» **GIVEN ENTRIES**

--------

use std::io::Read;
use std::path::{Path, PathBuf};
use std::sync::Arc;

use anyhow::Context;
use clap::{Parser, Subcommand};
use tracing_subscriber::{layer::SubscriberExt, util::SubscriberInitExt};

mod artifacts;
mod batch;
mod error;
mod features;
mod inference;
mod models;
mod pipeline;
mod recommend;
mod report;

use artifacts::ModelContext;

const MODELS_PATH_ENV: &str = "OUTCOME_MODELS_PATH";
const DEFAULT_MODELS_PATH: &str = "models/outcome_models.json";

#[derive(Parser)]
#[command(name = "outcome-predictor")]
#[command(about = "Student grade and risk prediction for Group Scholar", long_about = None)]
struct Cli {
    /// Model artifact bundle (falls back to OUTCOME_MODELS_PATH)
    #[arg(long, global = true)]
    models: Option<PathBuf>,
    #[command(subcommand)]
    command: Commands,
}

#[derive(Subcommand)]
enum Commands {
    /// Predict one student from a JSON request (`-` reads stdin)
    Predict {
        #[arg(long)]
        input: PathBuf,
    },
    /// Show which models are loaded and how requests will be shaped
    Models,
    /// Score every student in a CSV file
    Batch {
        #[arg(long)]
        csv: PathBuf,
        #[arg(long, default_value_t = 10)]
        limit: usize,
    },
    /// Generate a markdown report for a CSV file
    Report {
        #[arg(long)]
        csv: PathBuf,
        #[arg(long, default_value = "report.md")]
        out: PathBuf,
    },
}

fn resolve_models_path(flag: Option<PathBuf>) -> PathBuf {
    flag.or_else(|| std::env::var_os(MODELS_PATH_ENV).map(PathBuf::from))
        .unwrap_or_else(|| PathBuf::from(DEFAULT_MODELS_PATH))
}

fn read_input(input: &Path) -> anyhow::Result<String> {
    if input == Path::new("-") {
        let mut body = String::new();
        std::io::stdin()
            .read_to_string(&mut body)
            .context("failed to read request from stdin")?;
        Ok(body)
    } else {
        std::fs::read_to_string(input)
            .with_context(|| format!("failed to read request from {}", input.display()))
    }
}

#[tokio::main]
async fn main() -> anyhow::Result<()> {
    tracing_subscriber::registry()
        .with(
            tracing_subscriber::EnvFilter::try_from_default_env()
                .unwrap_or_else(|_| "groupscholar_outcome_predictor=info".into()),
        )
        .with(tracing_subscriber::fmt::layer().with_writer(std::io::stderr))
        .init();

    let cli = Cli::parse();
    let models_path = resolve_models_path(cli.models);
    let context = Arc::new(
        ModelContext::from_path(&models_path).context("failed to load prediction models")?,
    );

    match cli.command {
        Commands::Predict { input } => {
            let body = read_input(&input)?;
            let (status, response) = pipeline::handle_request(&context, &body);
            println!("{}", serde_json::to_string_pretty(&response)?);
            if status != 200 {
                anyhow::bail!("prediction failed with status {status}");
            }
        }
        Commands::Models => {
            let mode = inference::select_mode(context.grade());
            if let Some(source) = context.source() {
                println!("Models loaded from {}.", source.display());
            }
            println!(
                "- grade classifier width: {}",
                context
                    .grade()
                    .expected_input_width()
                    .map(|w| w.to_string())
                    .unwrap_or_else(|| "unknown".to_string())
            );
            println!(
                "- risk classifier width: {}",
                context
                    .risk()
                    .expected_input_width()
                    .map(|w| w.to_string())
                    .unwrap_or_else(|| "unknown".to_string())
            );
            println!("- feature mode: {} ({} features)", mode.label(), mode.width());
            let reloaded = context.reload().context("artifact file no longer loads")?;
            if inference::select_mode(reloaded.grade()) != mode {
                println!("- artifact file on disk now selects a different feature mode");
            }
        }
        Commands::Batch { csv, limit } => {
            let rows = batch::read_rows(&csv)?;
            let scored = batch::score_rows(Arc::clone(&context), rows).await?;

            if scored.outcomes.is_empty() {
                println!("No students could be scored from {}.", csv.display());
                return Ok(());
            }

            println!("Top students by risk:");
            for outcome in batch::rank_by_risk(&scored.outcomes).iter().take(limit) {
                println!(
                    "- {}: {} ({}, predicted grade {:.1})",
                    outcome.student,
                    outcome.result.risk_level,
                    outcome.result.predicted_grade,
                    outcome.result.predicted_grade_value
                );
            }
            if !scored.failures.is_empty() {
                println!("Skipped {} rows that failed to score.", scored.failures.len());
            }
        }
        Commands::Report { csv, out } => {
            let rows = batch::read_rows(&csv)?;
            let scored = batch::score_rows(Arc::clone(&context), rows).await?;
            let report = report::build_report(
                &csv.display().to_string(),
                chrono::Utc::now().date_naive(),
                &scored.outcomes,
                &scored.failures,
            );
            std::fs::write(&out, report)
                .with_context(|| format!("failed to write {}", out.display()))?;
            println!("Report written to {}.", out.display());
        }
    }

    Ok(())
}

--------

» **REQUIRED ACTION**
Would you transcribe the records above exactly, leaving nothing out?

» **RESULT OF THIS EXERCISE**
use std::io::Read;
use std::path::{Path, PathBuf};
use std::sync::Arc;

use anyhow::Context;
use clap::{Parser, Subcommand};
use tracing_subscriber::{layer::SubscriberExt, util::SubscriberInitExt};

mod artifacts;
mod batch;
mod error;
mod features;
mod inference;
mod models;
mod pipeline;
mod recommend;
mod report;

use artifacts::ModelContext;

const MODELS_PATH_ENV: &str = "OUTCOME_MODELS_PATH";
const DEFAULT_MODELS_PATH: &str = "models/outcome_models.json";

#[derive(Parser)]
#[command(name = "outcome-predictor")]
#[command(about = "Student grade and risk prediction for Group Scholar", long_about = None)]
struct Cli {
    /// Model artifact bundle (falls back to OUTCOME_MODELS_PATH)
    #[arg(long, global = true)]
    models: Option<PathBuf>,
    #[command(subcommand)]
    command: Commands,
}

#[derive(Subcommand)]
enum Commands {
    /// Predict one student from a JSON request (`-` reads stdin)
    Predict {
        #[arg(long)]
        input: PathBuf,
    },
    /// Show which models are loaded and how requests will be shaped
    Models,
    /// Score every student in a CSV file
    Batch {
        #[arg(long)]
        csv: PathBuf,
        #[arg(long, default_value_t = 10)]
        limit: usize,
    },
    /// Generate a markdown report for a CSV file
    Report {
        #[arg(long)]
        csv: PathBuf,
        #[arg(long, default_value = "report.md")]
        out: PathBuf,
    },
}

fn resolve_models_path(flag: Option<PathBuf>) -> PathBuf {
    flag.or_else(|| std::env::var_os(MODELS_PATH_ENV).map(PathBuf::from))
        .unwrap_or_else(|| PathBuf::from(DEFAULT_MODELS_PATH))
}

fn read_input(input: &Path) -> anyhow::Result<String> {
    if input == Path::new("-") {
        let mut body = String::new();
        std::io::stdin()
            .read_to_string(&mut body)
            .context("failed to read request from stdin")?;
        Ok(body)
    } else {
        std::fs::read_to_string(input)
            .with_context(|| format!("failed to read request from {}", input.display()))
    }
}

#[tokio::main]
async fn main() -> anyhow::Result<()> {
    tracing_subscriber::registry()
        .with(
            tracing_subscriber::EnvFilter::try_from_default_env()
                .unwrap_or_else(|_| "groupscholar_outcome_predictor=info".into()),
        )
        .with(tracing_subscriber::fmt::layer().with_writer(std::io::stderr))
        .init();

    let cli = Cli::parse();
    let models_path = resolve_models_path(cli.models);
    let context = Arc::new(
        ModelContext::from_path(&models_path).context("failed to load prediction models")?,
    );

    match cli.command {
        Commands::Predict { input } => {
            let body = read_input(&input)?;
            let (status, response) = pipeline::handle_request(&context, &body);
            println!("{}", serde_json::to_string_pretty(&response)?);
            if status != 200 {
                anyhow::bail!("prediction failed with status {status}");
            }
        }
        Commands::Models => {
            let mode = inference::select_mode(context.grade());
            if let Some(source) = context.source() {
                println!("Models loaded from {}.", source.display());
            }
            println!(
                "- grade classifier width: {}",
                context
                    .grade()
                    .expected_input_width()
                    .map(|w| w.to_string())
                    .unwrap_or_else(|| "unknown".to_string())
            );
            println!(
                "- risk classifier width: {}",
                context
                    .risk()
                    .expected_input_width()
                    .map(|w| w.to_string())
                    .unwrap_or_else(|| "unknown".to_string())
            );
            println!("- feature mode: {} ({} features)", mode.label(), mode.width());
            let reloaded = context.reload().context("artifact file no longer loads")?;
            if inference::select_mode(reloaded.grade()) != mode {
                println!("- artifact file on disk now selects a different feature mode");
            }
        }
        Commands::Batch { csv, limit } => {
            let rows = batch::read_rows(&csv)?;
            let scored = batch::score_rows(Arc::clone(&context), rows).await?;

            if scored.outcomes.is_empty() {
                println!("No students could be scored from {}.", csv.display());
                return Ok(());
            }

            println!("Top students by risk:");
            for outcome in batch::rank_by_risk(&scored.outcomes).iter().take(limit) {
                println!(
                    "- {}: {} ({}, predicted grade {:.1})",
                    outcome.student,
                    outcome.result.risk_level,
                    outcome.result.predicted_grade,
                    outcome.result.predicted_grade_value
                );
            }
            if !scored.failures.is_empty() {
                println!("Skipped {} rows that failed to score.", scored.failures.len());
            }
        }
        Commands::Report { csv, out } => {
            let rows = batch::read_rows(&csv)?;
            let scored = batch::score_rows(Arc::clone(&context), rows).await?;
            let report = report::build_report(
                &csv.display().to_string(),
                chrono::Utc::now().date_naive(),
                &scored.outcomes,
                &scored.failures,
            );
            std::fs::write(&out, report)
                .with_context(|| format!("failed to write {}", out.display()))?;
            println!("Report written to {}.", out.display());
        }
    }

    Ok(())
}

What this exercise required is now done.